Ah masa. Nggak juga. Unik bagaimana? Semuanya tuh sama aja. Gila kekuasaan. Pengen kekuasaan. Pencitraan tok!

Mungkin sekilas begitu pandangan orang awam. Tapi bagiku, orang-orang di ‘tempat keberpihakkanku’ mereka nggak setengah-setengah dalam berjuang. Dan Selalu melibatkan Allah di setiap kondisi apapun. Hari terakhir kampanye, semua anggota mabit atau menginap di masjid-yang tentu berbeda antara cewek dan cowok. Kita bareng-bareng mengoptimalkan kampanye darat dan kampanye udara.  

[Kampanye darat; segala ikhtiar kita berupa strategi-strategi kampanye pada umumnya, untuk memengaruhi orang lain agar memilih dan memberi kepercayaan pada calon yang kita usung.

Kampanye udara; segala ikhtiar kita untuk caper ke Allah, minta ridho-Nya, minta keberkahan-Nya, minta segala kemudahan, minta agar Dia Yang Maha Kuasa, Yang Maha membolak-balikkan hati manusia, agar menggerakkan hati para massa untuk percaya pada calon yang kita usung.]

Bisa dikatakan, Pemira merupakan momentum untuk berdakwah habis-habisan di bulan yang sakral ini. Dari sepengamatanku dan senior yang bercerita, para aktifis kampus di eksekutif izin beberapa waktu untuk menjadi ‘orang hilang’ di organisasi. Mereka bilang, (berjuang di ‘tempat keberpihakkanku’) sudah menjadi komitmen utama mereka. Karena menyangkut banyak umat (begitu mereka menyebutnya).


Hingga dipenghujung bulan suci 2018 alias  Idul Fitri-Nya Pemira wkwk. Puncak dari perjuangan di detik-detik pengumuman adalah kampanye langit. Hari itu, tepatnya kemarin pemilihan di TPS berakhir pukul 18.00 WIB. Sisa waktu menunggu kabar yang dinanti-nanti para mahasiswa kampus ini, ‘tempat keberpihakkanku’ meminta yang cewek untuk stay di rumah sambil banyakin dzikir, banyakin tilawah. Eh tapi aku melanggar hehe, aku malah nggak tilawah tapi nonton live ig-nya mas Azzam. Ehe. Nggak sabar nungguin euy. Nggak mau ketinggalan update-an juga. Dasar. Iya. Percayalah aku anaknya tidak sebaik yang kalian kira. Tapi juga tidak senakal yang kalian kira.

Daaannnnn.........tara....
Betapa derasnya air mata kebahagiaan orang-orang dibalik layar, saat melihat hasil suara Calon Presiden dan Wakil Presiden EM 2019. Masya Allah.
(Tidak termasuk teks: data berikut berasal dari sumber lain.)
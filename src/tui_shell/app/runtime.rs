use std::io::IsTerminal;

use crossterm::execute;
use crossterm::terminal::{
    EnterAlternateScreen, LeaveAlternateScreen, disable_raw_mode, enable_raw_mode,
};

use super::*;

pub(in crate::tui_shell) fn run(opts: crate::tui::TuiRunOptions) -> Result<()> {
    if !io::stdin().is_terminal() || !io::stdout().is_terminal() {
        anyhow::bail!("TUI requires an interactive terminal (TTY)");
    }

    let rt = tokio::runtime::Builder::new_current_thread()
        .enable_all()
        .build()
        .context("start async runtime")?;

    let mut stdout = io::stdout();
    enable_raw_mode().context("enable raw mode")?;
    execute!(stdout, EnterAlternateScreen).context("enter alternate screen")?;

    let res = rt.block_on(async {
        let backend = CrosstermBackend::new(io::stdout());
        let mut terminal = Terminal::new(backend).context("create terminal")?;
        terminal.clear().ok();

        let (_, rows) = crossterm::terminal::size().context("read terminal size")?;
        let wake = Arc::new(Notify::new());
        let mut app = App::load(opts, Some(wake.clone()), rows);
        event_loop::run_loop(&mut terminal, &mut app, &wake).await
    });

    disable_raw_mode().ok();
    execute!(io::stdout(), LeaveAlternateScreen).ok();
    execute!(io::stdout(), crossterm::cursor::Show).ok();

    res
}
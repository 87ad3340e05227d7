use time::OffsetDateTime;
use tokio::time::Instant;

use super::{Outcome, Screen, ScreenContext, header};
use crate::browser::{Intent, ListWindow, NavAction};
use crate::model::{Profile, ScreenId, ScreenParams};
use crate::view::{Body, Row, RowWindow, ScreenView, Tone};

fn move_cursor(window: &mut ListWindow, intent: Intent) -> bool {
    match intent {
        Intent::Up => window.move_up(),
        Intent::Down => window.move_down(),
        Intent::PageUp => window.page_up(),
        Intent::PageDown => window.page_down(),
        Intent::Home => window.home(),
        Intent::End => window.end(),
        _ => return false,
    }
    true
}

fn visible_rows<T>(items: &[T], window: &ListWindow, row: impl Fn(&T) -> Row) -> RowWindow {
    let range = window.visible_range();
    let offset = range.start;
    RowWindow {
        rows: items[range].iter().map(row).collect(),
        selected: window.cursor().map(|c| c - offset),
        offset,
        total: items.len(),
    }
}

/// Pick one of the configured profiles.
pub struct ProfileSelectScreen {
    profiles: Vec<Profile>,
    window: ListWindow,
}

impl ProfileSelectScreen {
    pub fn new(ctx: &ScreenContext) -> Self {
        let mut window = ListWindow::new(ctx.viewport_height);
        window.set_len(ctx.profiles.len());
        Self {
            profiles: ctx.profiles.clone(),
            window,
        }
    }
}

impl Screen for ProfileSelectScreen {
    fn handle(&mut self, intent: Intent, _now: Instant) -> Outcome {
        if move_cursor(&mut self.window, intent) {
            return Outcome::Stay;
        }
        match intent {
            Intent::Confirm => self
                .window
                .cursor()
                .and_then(|i| self.profiles.get(i))
                .map(|p| Outcome::Nav(NavAction::SelectProfile(p.clone())))
                .unwrap_or(Outcome::Stay),
            Intent::Char('q') | Intent::Quit => Outcome::Quit,
            _ => Outcome::Stay,
        }
    }

    fn set_viewport_height(&mut self, height: usize) {
        self.window.set_height(height);
    }

    fn view(&self, _now: OffsetDateTime) -> ScreenView {
        let body = if self.profiles.is_empty() {
            Body::Text(vec![
                Row::new().cell("No AWS profiles found.", Tone::Warn),
                Row::new(),
                Row::new().cell(
                    "Add profiles to ~/.aws/credentials or ~/.aws/config to get started.",
                    Tone::Dim,
                ),
            ])
        } else {
            Body::Rows(visible_rows(&self.profiles, &self.window, |p| {
                let row = Row::text(p.name.clone());
                match &p.region {
                    Some(region) => row.cell(format!("({region})"), Tone::Dim),
                    None => row,
                }
            }))
        };
        ScreenView::new(
            header(None, &["Profile Select"], None),
            body,
            "↑↓ navigate · enter select · q quit",
        )
    }
}

const MENU: [(&str, ScreenId); 3] = [
    ("CloudWatch Logs", ScreenId::LogGroups),
    ("ECS", ScreenId::Clusters),
    ("Secrets Manager", ScreenId::Secrets),
];

/// Entry point into each service once a profile is chosen.
pub struct MainMenuScreen {
    profile: Profile,
    window: ListWindow,
}

impl MainMenuScreen {
    pub fn new(profile: Profile, ctx: &ScreenContext) -> Self {
        let mut window = ListWindow::new(ctx.viewport_height);
        window.set_len(MENU.len());
        Self { profile, window }
    }
}

impl Screen for MainMenuScreen {
    fn handle(&mut self, intent: Intent, _now: Instant) -> Outcome {
        if move_cursor(&mut self.window, intent) {
            return Outcome::Stay;
        }
        match intent {
            Intent::Confirm => match self.window.cursor().and_then(|i| MENU.get(i)) {
                Some(&(_, screen)) => Outcome::Nav(NavAction::Navigate(screen, ScreenParams::new())),
                None => Outcome::Stay,
            },
            Intent::Char('p') => Outcome::Nav(NavAction::ChangeProfile),
            Intent::Char('q') | Intent::Quit => Outcome::Quit,
            // Root screen: Esc goes nowhere.
            _ => Outcome::Stay,
        }
    }

    fn set_viewport_height(&mut self, height: usize) {
        self.window.set_height(height);
    }

    fn view(&self, _now: OffsetDateTime) -> ScreenView {
        let body = Body::Rows(visible_rows(&MENU, &self.window, |(label, _)| {
            Row::text(*label)
        }));
        ScreenView::new(
            header(Some(&self.profile), &["Main Menu"], None),
            body,
            "↑↓ navigate · enter select · p change profile · q quit",
        )
    }
}
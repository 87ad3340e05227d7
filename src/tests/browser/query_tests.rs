use std::time::Duration;

use tokio::time::sleep;

use super::*;

fn runner() -> QueryRunner<String, u32> {
    QueryRunner::new(None)
}

#[tokio::test(start_paused = true)]
async fn later_key_wins_when_earlier_settles_last() {
    let mut q = runner();
    assert!(q.run("a".to_string(), || async {
        sleep(Duration::from_millis(300)).await;
        Ok::<_, FetchError>(1)
    }));
    assert!(q.run("b".to_string(), || async {
        sleep(Duration::from_millis(100)).await;
        Ok::<_, FetchError>(2)
    }));
    assert!(q.status().is_loading());

    sleep(Duration::from_millis(150)).await;
    assert!(q.poll());
    assert_eq!(q.status(), &QueryStatus::Ready(2));

    sleep(Duration::from_millis(200)).await;
    assert!(!q.poll());
    assert_eq!(q.status(), &QueryStatus::Ready(2));
    assert_eq!(q.key().map(String::as_str), Some("b"));
}

#[tokio::test(start_paused = true)]
async fn unchanged_key_does_not_refetch() {
    let mut q = runner();
    assert!(q.run("k".to_string(), || async { Ok::<_, FetchError>(1) }));
    assert!(!q.run("k".to_string(), || async { Ok::<_, FetchError>(2) }));
    assert_eq!(q.started(), 1);

    sleep(Duration::from_millis(1)).await;
    q.poll();
    assert_eq!(q.status(), &QueryStatus::Ready(1));
}

#[tokio::test(start_paused = true)]
async fn failure_becomes_status_and_next_key_clears_it() {
    let mut q = runner();
    q.run("bad".to_string(), || async {
        Err::<u32, _>(FetchError::transport("ListThings", "throttled"))
    });
    sleep(Duration::from_millis(1)).await;
    q.poll();
    assert_eq!(
        q.status().error(),
        Some(&FetchError::transport("ListThings", "throttled"))
    );

    q.run("good".to_string(), || async { Ok::<_, FetchError>(7) });
    assert!(q.status().is_loading());
    assert_eq!(q.status().error(), None);
    sleep(Duration::from_millis(1)).await;
    q.poll();
    assert_eq!(q.status().ready(), Some(&7));
}

#[tokio::test(start_paused = true)]
async fn clear_discards_in_flight_result() {
    let mut q = runner();
    q.run("k".to_string(), || async {
        sleep(Duration::from_millis(50)).await;
        Ok::<_, FetchError>(1)
    });
    q.clear();
    assert_eq!(q.status(), &QueryStatus::Idle);

    sleep(Duration::from_millis(100)).await;
    assert!(!q.poll());
    assert_eq!(q.status(), &QueryStatus::Idle);
}

#[tokio::test(start_paused = true)]
async fn rerunning_an_old_key_after_clear_fetches_again() {
    let mut q = runner();
    q.run("k".to_string(), || async { Ok::<_, FetchError>(1) });
    q.clear();
    assert!(q.run("k".to_string(), || async { Ok::<_, FetchError>(2) }));
    assert_eq!(q.started(), 2);
}

#[tokio::test]
async fn settling_query_wakes_the_loop() {
    let wake = Arc::new(Notify::new());
    let mut q: QueryRunner<String, u32> = QueryRunner::new(Some(wake.clone()));
    q.run("k".to_string(), || async { Ok::<_, FetchError>(3) });

    tokio::time::timeout(Duration::from_secs(5), wake.notified())
        .await
        .expect("query should notify on settle");
    assert!(q.poll());
    assert_eq!(q.status().ready(), Some(&3));
}

#[test]
fn settle_ignores_mismatched_key() {
    let rt = tokio::runtime::Builder::new_current_thread()
        .build()
        .expect("runtime");
    rt.block_on(async {
        let mut q = runner();
        q.run("current".to_string(), std::future::pending::<Result<u32, FetchError>>);
        assert!(!q.settle("older".to_string(), Ok(9)));
        assert!(q.status().is_loading());
        assert!(q.settle("current".to_string(), Ok(4)));
        assert_eq!(q.status().ready(), Some(&4));
    });
}
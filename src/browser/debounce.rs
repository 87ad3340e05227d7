use std::time::Duration;

use tokio::time::Instant;

/// Trailing-edge debounce of a rapidly changing value.
///
/// `settled` only takes `raw`'s value once `raw` has been left alone for the
/// quiet period. `pending_since` is set exactly while `raw != settled`.
#[derive(Clone, Debug)]
pub struct Debounce<T> {
    raw: T,
    settled: T,
    pending_since: Option<Instant>,
    quiet: Duration,
}

impl<T: Clone + PartialEq> Debounce<T> {
    pub fn new(initial: T, quiet: Duration) -> Self {
        Self {
            raw: initial.clone(),
            settled: initial,
            pending_since: None,
            quiet,
        }
    }

    /// Store a new raw value and restart the quiet timer.
    pub fn update(&mut self, raw: T, now: Instant) {
        self.raw = raw;
        self.pending_since = if self.raw == self.settled {
            None
        } else {
            Some(now)
        };
    }

    /// Settle if the quiet period has elapsed. Returns the newly settled
    /// value once per settle.
    pub fn poll(&mut self, now: Instant) -> Option<&T> {
        let since = self.pending_since?;
        if now.saturating_duration_since(since) < self.quiet {
            return None;
        }
        self.pending_since = None;
        self.settled = self.raw.clone();
        Some(&self.settled)
    }

    /// Settle immediately, skipping the quiet period.
    pub fn flush(&mut self) -> Option<&T> {
        self.pending_since?;
        self.pending_since = None;
        self.settled = self.raw.clone();
        Some(&self.settled)
    }

    pub fn raw(&self) -> &T {
        &self.raw
    }

    pub fn settled(&self) -> &T {
        &self.settled
    }

    pub fn pending(&self) -> bool {
        self.raw != self.settled
    }

    /// When the pending value will settle, if one is pending.
    pub fn deadline(&self) -> Option<Instant> {
        self.pending_since.map(|since| since + self.quiet)
    }
}

#[cfg(test)]
#[path = "../tests/browser/debounce_tests.rs"]
mod tests;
Barakallah wa innalillah, fii amanilah. Aku pun juga bergetar hati ini. Saat tau hasil berpihak pada ‘tempat keberpihakkanku’. Seketika kami semua serentak menyatakan puji syukur. Hujan sebelum hari pemilihan, pertanda Allah menurunkan keberkahan di kampus ini. Pengen nangis tapi air mata mogok keluar.

Dibalik itu semua, begitu besar perjuangan orang-orang dibalik mereka. Perjuangan yang sampai begadang buat dirikan dan jaga banner, bangun pagi-pagi buat kampanye di sapa pagi, CTC, sapa malam, gunting-gunting stiker, baca buku tebel-tebel buat menentukan visi misi dan targetan pemerintahan EM ke depan, sampai pc-pc-in temen-temen buat mencari dukungan suara, dan nggak lupa perjuangan membujuk teman biar mau minjemin ktms wkwk.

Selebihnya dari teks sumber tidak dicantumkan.